Aparte del "cante jondo" que todo el mundo lo pronuncia así, en algunos lugares de España se pronuncia la "h" aspirada, por lo que para decir "hondo" (profundo) dicen "jondo":

_En lo más jondo de mi corazón..._

Saludos


----------



## Vampiro

Una consulta, Pina... ¿como es una hache "aspirada"?
Lo pregunto porque la han mencionado en varios hilos y no me imagino diciendo una "h" aspirando el aire... es difícil ¿no?

_


----------



## Södertjej

Vampiro said:


> Una consulta, Pina... ¿como es una hache "aspirada"?
> Lo pregunto porque la han mencionado en varios hilos y no me imagino diciendo una "h" aspirando el aire... es difícil ¿no?
> 
> _


Se aspira igual que en inglés... o como en Herzog, que por tu avatar conocerás sin duda.


----------



## Pinairun

Vampiro said:


> Una consulta, Pina... ¿como es una hache "aspirada"?
> Lo pregunto porque la han mencionado en varios hilos y no me imagino diciendo una "h" aspirando el aire... es difícil ¿no?
> 
> _


 
Pues así más o menos, por *aspiración:*

*4. *f._ *Fon*._ Sonido del lenguaje que resulta del roce del aliento, cuando se *emite* con relativa fuerza, hallándose abierto el canal articulatorio.

Entiendo tu pregunta.
Saludos


----------



## Vampiro

Ahora me resulta más raro, porque si "se emite con relativa fuerza", pero a la vez se atrae el aire hacia los pulmones... entonces ¿viene a ser algo así como una hache pa' dentro?

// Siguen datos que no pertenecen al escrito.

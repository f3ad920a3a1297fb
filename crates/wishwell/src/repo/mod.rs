//! Repositories: domain-facing adapters over the query executor.

mod session;
mod user;
mod wish;

pub use session::SessionRepository;
pub use user::{GoogleProfile, UserRecord, UserRepository};
pub use wish::{NewWish, WishRecord, WishRepository, WishView};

¿No debería ser una hache "exhalada", o "espirada"?
_


----------



## Pinairun

Vampiro said:


> Ahora me resulta más raro, porque si "se emite con relativa fuerza", pero a la vez se atrae el aire hacia los pulmones... entonces ¿viene a ser algo así como una hache pa' dentro?
> 
> ¿No debería ser una hache "exhalada", o "espirada"?
> _


 
Es que vas a terminar atragantándote como sigas así.
Una cosa es aspirar el aire, que es atraerlo hacia los pulmones, y otra la aspiración (acción y efecto de aspirar en otros casos) que es todo lo contrario, emitir, exhalar, cuando se trata de la hache "aspirada".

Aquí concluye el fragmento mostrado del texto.